Intro and Association Rules Flashcards
Major data mining tasks?
Classification (supervised machine learning)
Clustering (unsupervised machine learning)
Discovery of association rules
What type of data do association rules normally use?
Basket data (binary such as yes/no)
What are association rules?
IF-THEN statements, if x then y (x and y are sets of items)
How do we measure the quality of association rules?
Support (Sup) = no. of transactions having X and Y divided by the Total no. of transactions
Confidence (Conf) = No. of transactions having X and Y divided by the No. of transactions having X
What is the goal of association rules?
To find ALL rules with Sup G/E to Min_Sup, Conf G/E to Min_Conf
Example of Association Rules
Rules discovered from previous input, assuming Min_Sup = 0.3 and Min_Conf = 0.8
IF (coffee) THEN (bread) Sup = 0.3, Conf = 1
IF (bread) THEN (bread) Sup = 0.4, Conf = 0.8
Reminder:
Support (Sup) = no. of transactions having X and Y divided by the Total no. of transactions
Confidence (Conf) = No. of transactions having X and Y divided by the No. of transactions having X
What are the two phases in Association Rule Algorithms?
Phase 1: Discover all frequent item sets
- i.e, all sets with Sup G/E Min_Sup specified by the user
Phase 2: Discover all rules with high confidence
- i.e use the frequent item sets to discover association rules with Conf G/E Min_Conf specified by the user
Describe the steps in Phase 1 of association rules
1st step - compute support of each set with just 1 item
2nd step - compute support of each set with 2 items
3rd step - compute support of each set with 3 items
In step 2 and 3 of phase 1, what are the optimisations that can be made?
Step 2 optimisation: If 1 item set is not common, then 2 item sets cannot be common, thus all item sets with the uncommon 1 item set can be ignored
Step 3 optimisation: If a 2 item set is not frequent, a 3 item set containing these 2 item sets cannot be frequent. Thus all item sets containing the 2 items can be ignored.
What is Confidence in association rules?
Generating all possible rules from each frequent set and computing the confidence of each rule, e.g.
- Item set: {coffee, bread}
Candidate Rules:
IF coffee THEN bread: Conf = 1.0
IF bread THEN coffee: Conf = 0.6
What is the usefulness of association rules?
Putting items that, for example, together which are frequently bought together.
What do association rules NOT imply?
Causation and predictive power
What are some extensions to the standard association rule algorithm?
Hierarchy of items
Selection rules “interesting” to the user
Multiple minimum supports
What is the motivation of using a hierarchy of items?
Rules in lower levels may not have minimum support
A hierarchy can be used to prune non-interesting rules
Why may “Selecting rules interesting to the user” be used?
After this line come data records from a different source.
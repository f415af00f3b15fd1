//! Durable multi-worker job queue.
//!
//! Producers [`Queue::enqueue`] serialized work items into a shared
//! [`JobStore`]. Any number of independent [`Worker`]s poll that store, race
//! to lease candidates with a single conditional write, execute what they win
//! under a deadline, and write the outcome back: delete or mark finished on
//! success, reschedule with `attempts^4 + 5` seconds of backoff on failure,
//! delete or mark failed once attempts run out.

pub mod clock;
pub mod codec;
pub mod config;
pub mod error;
pub mod job;
pub mod lock;
pub mod memory;
pub mod queue;
pub mod retry;
#[cfg(feature = "sqlite")]
pub mod sqlite;
pub mod store;
pub mod types;
pub mod worker;

pub use bytes::Bytes;
pub use tokio_util::sync::CancellationToken;

pub use clock::{Clock, ManualClock, SystemClock};
pub use codec::{BincodeCodec, Decoded, EncodeJob, PayloadCodec};
pub use config::{Config, WorkerConfig};
pub use error::{BoxError, CodecError, ConfigError, DeserializationError, QueueError, StoreError};
pub use job::{Job, PermanentFailureHook, Perform};
pub use memory::MemoryStore;
pub use queue::{EnqueueOptions, Queue};
pub use retry::{Disposition, Outcome};
#[cfg(feature = "sqlite")]
pub use sqlite::SqliteStore;
pub use store::{connect, CandidateQuery, JobStore, StoreConfig};
pub use types::{DateTime, JobId, JobRecord, NewJob, StateCounts};
pub use worker::{WorkStats, Worker, EXPIRED_MESSAGE};
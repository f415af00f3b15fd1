//! What happens to a job after it fails.

use chrono::TimeDelta;

use crate::types::DateTime;

/// Outcome of one execution attempt.
#[derive(Debug, Clone, PartialEq, Eq)]
pub enum Outcome {
    Succeeded,
    /// Worth another try later.
    Retryable(String),
    /// No retry can fix this one, e.g. a payload that does not decode.
    Terminal(String),
}

#[derive(Debug, Clone, Copy, PartialEq, Eq)]
pub enum Disposition {
    /// Unlock and run again no earlier than `run_at`.
    Reschedule { run_at: DateTime },
    /// Give up: delete the row or mark it failed.
    GiveUp,
}

/// Seconds to wait before the next try: `attempts^4 + 5`.
pub fn backoff_delay(attempts: u32) -> TimeDelta {
    let secs = i64::from(attempts).saturating_pow(4).saturating_add(5);
    TimeDelta::try_seconds(secs).unwrap_or(TimeDelta::MAX)
}

/// Decides between retrying and giving up after a failed attempt.
pub fn decide(
    attempts: u32,
    max_attempts: u32,
    force_terminal: bool,
    now: DateTime,
) -> Disposition {
    if force_terminal || attempts >= max_attempts {
        return Disposition::GiveUp;
    }
    let run_at = now
        .checked_add_signed(backoff_delay(attempts))
        .unwrap_or(DateTime::MAX_UTC);
    Disposition::Reschedule { run_at }
}
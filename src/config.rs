use std::time::Duration;

use serde::Deserialize;

use crate::{error::ConfigError, store::StoreConfig};

/// Tunables of one worker loop. Passed in at construction; nothing is global.
#[derive(Debug, Clone, Deserialize, PartialEq)]
#[serde(default)]
pub struct WorkerConfig {
    /// Explicit identity. A name that survives restarts lets the worker resume
    /// jobs it held when it died.
    pub name: Option<String>,
    /// Prepended to the derived default name. Ignored when `name` is set.
    pub name_prefix: Option<String>,
    pub min_priority: Option<i32>,
    pub max_priority: Option<i32>,
    pub max_attempts: u32,
    /// Lease length and execution deadline.
    #[serde(with = "humantime_serde")]
    pub max_run_time: Duration,
    /// Idle poll interval.
    #[serde(with = "humantime_serde")]
    pub sleep_delay: Duration,
    pub destroy_failed_jobs: bool,
    pub destroy_successful_jobs: bool,
    /// Only meaningful when successful jobs are kept.
    pub clear_successful_errors: bool,
    /// Jobs attempted per wake cycle.
    pub batch_size: usize,
    /// Candidates fetched per attempt.
    pub candidate_limit: usize,
}

impl Default for WorkerConfig {
    fn default() -> Self {
        Self {
            name: None,
            name_prefix: None,
            min_priority: None,
            max_priority: None,
            max_attempts: 25,
            max_run_time: Duration::from_secs(4 * 60 * 60),
            sleep_delay: Duration::from_secs(5),
            destroy_failed_jobs: true,
            destroy_successful_jobs: true,
            clear_successful_errors: false,
            batch_size: 100,
            candidate_limit: 5,
        }
    }
}

impl WorkerConfig {
    pub fn validate(&self) -> Result<(), ConfigError> {
        if let (Some(min), Some(max)) = (self.min_priority, self.max_priority) {
            if min > max {
                return Err(ConfigError::PriorityRange { min, max });
            }
        }
        Ok(())
    }

    /// The explicit name, or `{prefix}host:{hostname} pid:{pid}`.
    pub fn worker_name(&self) -> String {
        if let Some(name) = &self.name {
            return name.clone();
        }
        let prefix = self.name_prefix.as_deref().unwrap_or_default();
        let pid = std::process::id();
        match hostname() {
            Some(host) => format!("{prefix}host:{host} pid:{pid}"),
            None => format!("{prefix}pid:{pid}"),
        }
    }
}

fn hostname() -> Option<String> {
    gethostname::gethostname()
        .into_string()
        .ok()
        .map(|h| h.trim().to_string())
        .filter(|h| !h.is_empty())
}

#[derive(Debug, Clone, Default, Deserialize, PartialEq)]
#[serde(default)]
pub struct Config {
    pub store: StoreConfig,
    pub worker: WorkerConfig,
}

impl Config {
    pub fn from_toml(source: &str) -> Result<Self, ConfigError> {
        let config: Config = toml::from_str(source)?;
        config.worker.validate()?;
        Ok(config)
    }
}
User may be interested in only associations interesting to him/her
Preference of the user could refer to items in several levels of a hierarchy
Can ask the user to specify “templates” of interesting and non-interesting associations
Rules can be filtered in a post-processing step or incorporating restrictions into the mining algorithm (which is computationally faster)
Why may “Multiple minimum supports” be used?
The use of a single minimum support for all items assumes that all items are “equally important”, which is and unrealistic assumptions in many cases.
Specifying a minimum support for each item allows for a more flexible approach. Allowing for the discovery of rules with “rare items” without increasing a lot of the number of discovered rules.
How to compute the “minimum support” of a rule in “Multiple minimum supports”?
The smallest value of a minimum support among all items that occur in the rule.